Inoltre, il semplice divieto di discriminazione sulla base della condizione socioeconomica potrebbe non essere sufficiente. I legislatori possono e devono andare oltre. Le affirmative action sono il prossimo passo. La terminologia europea è tradizionalmente basata sulla razza o sul genere. Le affirmative action basate sulla classe sociale, invece, sosterranno coloro che hanno un background di reddito basso, di tutte le razze e di tutti i generi. Forniranno posti di lavoro e opportunità che riducono gli effetti delle disuguaglianze sociali ereditate. Favoriranno inoltre una migliore comprensione delle persone che vivono a basso reddito e ridurranno gli stereotipi negativi sui poveri.

Le opinioni negative nei confronti dei bambini poveri sono diminuite dopo che le scuole d’élite di Delhi sono state costrette ad aprire più spazi ai bambini provenienti da famiglie a basso reddito e una serie di studi ha rilevato che il contatto tra gruppi ha aumentato la diversità. Queste azioni hanno anche un importante valore simbolico: riconoscono gli ostacoli specifici che le persone in povertà devono affrontare a causa della persistenza della povertà.

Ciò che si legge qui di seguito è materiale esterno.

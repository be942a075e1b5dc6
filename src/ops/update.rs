//! Implementation of `kraftpack update`.

use anyhow::{Context, Result};

use crate::catalog::PackageManager;

/// Refresh the catalog's view of every source.
pub fn update(catalog: &dyn PackageManager) -> Result<()> {
    tracing::info!("updating {} catalog", catalog.format());
    catalog
        .update()
        .context("could not update the package catalog")
}

#[cfg(test)]
mod tests {
    use super::*;
    use crate::catalog::PackageManagerRegistry;
    use crate::test_support::MockPackageManager;

    #[test]
    fn test_updates_every_backend() {
        let manifest = MockPackageManager::new("manifest");
        let archive = MockPackageManager::new("archive");
        let (a, b) = (manifest.counters(), archive.counters());
        let registry = PackageManagerRegistry::new()
            .with(Box::new(manifest))
            .with(Box::new(archive));

        update(&registry).unwrap();
        assert_eq!((a.updates(), b.updates()), (1, 1));

        update(registry.from_format("archive").unwrap()).unwrap();
        assert_eq!((a.updates(), b.updates()), (1, 2));
    }
}
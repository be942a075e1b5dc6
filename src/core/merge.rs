//! Conflict policy when a package being created already exists.

use std::fmt;
use std::str::FromStr;

use serde::{Deserialize, Serialize};

#[derive(Debug, Clone, Copy, PartialEq, Eq, Default, Serialize, Deserialize)]
#[serde(rename_all = "lowercase")]
pub enum MergeStrategy {
    /// Replace the existing package entirely.
    #[default]
    Overwrite,
    /// Add to (or replace matching entries in) the existing package.
    Merge,
    /// Fail when packing finds the package already present.
    Abort,
    /// Fail before any work is done.
    Exit,
    /// Ask the user which of the other strategies to use.
    Prompt,
}

impl MergeStrategy {
    /// Strategies a user may be offered when prompted.
    pub const CHOICES: [MergeStrategy; 3] = [
        MergeStrategy::Overwrite,
        MergeStrategy::Merge,
        MergeStrategy::Abort,
    ];

    pub fn as_str(&self) -> &'static str {
        match self {
            MergeStrategy::Overwrite => "overwrite",
            MergeStrategy::Merge => "merge",
            MergeStrategy::Abort => "abort",
            MergeStrategy::Exit => "exit",
            MergeStrategy::Prompt => "prompt",
        }
    }

    /// The strategy for the `index`-th target of one packaging run.
    ///
    /// Only the first target applies the requested strategy; the rest join
    /// the package it created.
    pub fn for_target(self, index: usize) -> MergeStrategy {
        if index == 0 {
            self
        } else {
            MergeStrategy::Merge
        }
    }
}

impl fmt::Display for MergeStrategy {
    fn fmt(&self, f: &mut fmt::Formatter<'_>) -> fmt::Result {
        f.write_str(self.as_str())
    }
}

impl FromStr for MergeStrategy {
    type Err = String;

    fn from_str(s: &str) -> Result<Self, Self::Err> {
        match s.to_lowercase().as_str() {
            "overwrite" => Ok(MergeStrategy::Overwrite),
            "merge" => Ok(MergeStrategy::Merge),
            "abort" => Ok(MergeStrategy::Abort),
            "exit" => Ok(MergeStrategy::Exit),
            "prompt" => Ok(MergeStrategy::Prompt),
            _ => Err(format!(
                "invalid merge strategy '{}'; expected one of overwrite, merge, abort, exit, prompt",
                s
            )),
        }
    }
}
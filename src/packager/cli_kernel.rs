//! Packaging a kernel given on the command line, outside of any project.

use anyhow::{bail, Result};

use crate::builder::env::parse_env;
use crate::core::{Capability, KConfig, Target};
use crate::packager::{pack_targets, PackContext, Packager, Packed, TargetDefaults};
use crate::util::fs::resolve_against;

pub struct CliKernelPackager;

impl Packager for CliKernelPackager {
    fn name(&self) -> &'static str {
        "kernel"
    }

    fn capable(&self, ctx: &PackContext<'_>) -> Capability {
        if ctx.project.is_some() {
            return Capability::Incapable("a project is present".to_string());
        }
        let c = &ctx.options.constraints;
        Capability::when(
            ctx.options.kernel.is_some() && !c.architecture.is_empty() && !c.platform.is_empty(),
            || "requires `--kernel`, `--arch` and `--plat`".to_string(),
        )
    }

    fn pack(&self, ctx: &PackContext<'_>) -> Result<Packed> {
        let Some(kernel) = &ctx.options.kernel else {
            bail!("no kernel given");
        };
        let kernel = resolve_against(&ctx.workdir, kernel);
        if !kernel.is_file() {
            bail!("kernel not found: {}", kernel.display());
        }

        let c = &ctx.options.constraints;
        let target = Target {
            name: ctx.options.name.clone(),
            architecture: c.architecture.clone(),
            platform: c.platform.clone(),
            kernel,
            kconfig: KConfig::new(),
            command: Vec::new(),
        };
        let defaults = TargetDefaults {
            command: Vec::new(),
            env: parse_env(&ctx.options.env),
        };
        pack_targets(ctx, &[target], &defaults)
    }
}

#[cfg(test)]
mod tests {
    use super::*;
    use crate::core::{KraftError, MergeStrategy, Project, TargetConstraints};
    use crate::packager::{packagers, run, select, PackageOptions};
    use crate::rootfs::DockerCli;
    use crate::test_support::{write_file, write_kraftfile, MockPackageManager, UNIKRAFT_KRAFTFILE};
    use std::path::PathBuf;
    use tempfile::TempDir;

    fn kernel_options() -> PackageOptions<'static> {
        PackageOptions {
            name: "raw".into(),
            kernel: Some(PathBuf::from("build/kernel")),
            constraints: TargetConstraints::new("x86_64", "qemu", ""),
            args: vec!["-v".into()],
            env: vec!["MODE=debug".into()],
            ..PackageOptions::default()
        }
    }

    #[test]
    fn test_packs_given_kernel() {
        let tmp = TempDir::new().unwrap();
        write_file(&tmp.path().join("build/kernel"), "kernel");
        let pm = MockPackageManager::new("archive");
        let counters = pm.counters();

        let mut ctx = PackContext::new(tmp.path(), None, &pm, &pm, &DockerCli, kernel_options());
        assert_eq!(select(&packagers(), &ctx).unwrap().name(), "kernel");
        let packages = run(&mut ctx).unwrap();

        assert_eq!(packages.len(), 1);
        assert_eq!(counters.packed_targets(), vec!["raw"]);
        assert_eq!(counters.pack_strategies(), vec![MergeStrategy::Overwrite]);
    }

    #[test]
    fn test_missing_kernel_file() {
        let tmp = TempDir::new().unwrap();
        let pm = MockPackageManager::new("archive");
        let mut ctx = PackContext::new(tmp.path(), None, &pm, &pm, &DockerCli, kernel_options());
        let err = run(&mut ctx).unwrap_err();
        assert!(err.to_string().starts_with("kernel not found:"));
    }

    #[test]
    fn test_requires_arch_and_plat() {
        let tmp = TempDir::new().unwrap();
        let pm = MockPackageManager::new("archive");
        let mut opts = kernel_options();
        opts.constraints = TargetConstraints::new("x86_64", "", "");
        let ctx = PackContext::new(tmp.path(), None, &pm, &pm, &DockerCli, opts);
        let chain = packagers();
        let err = select(&chain, &ctx).err().unwrap();
        let Some(KraftError::StrategyUnavailable { reasons, .. }) = err.downcast_ref::<KraftError>()
        else {
            panic!("unexpected error: {err}");
        };
        assert_eq!(reasons.len(), 4);
        assert_eq!(reasons[3], "kernel: requires `--kernel`, `--arch` and `--plat`");
    }

    #[test]
    fn test_not_used_inside_a_project() {
        let tmp = TempDir::new().unwrap();
        write_kraftfile(tmp.path(), UNIKRAFT_KRAFTFILE);
        let project = Project::load(tmp.path()).unwrap();
        let pm = MockPackageManager::new("archive");
        let ctx = PackContext::new(tmp.path(), Some(project), &pm, &pm, &DockerCli, kernel_options());
        assert_eq!(CliKernelPackager.capable(&ctx), Capability::Incapable("a project is present".into()));
    }
}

La Povertyism mette in discussione la narrativa mainstream sulla società, distribuendo i risultati sulla base del merito. Promuove la diversità nelle nostre società e nei luoghi di lavoro. Fornisce modelli di comportamento agli adolescenti e ai giovani adulti provenienti da contesti svantaggiati. E, anche se continuano a persistere, il sessismo, il razzismo, la discriminazioni basata sull’età, la transfobia e l’omofobia sono visti per quello che sono: pregiudizi inammissibilmente dannosi che non hanno posto nel nostro mondo. La discriminazione basata sulla povertà deve essere combattuta con lo stesso vigore e con la stessa perseveranza».

Questo discorso è disponibile sul sito delle Nazioni Unite al minuto 01:40:00.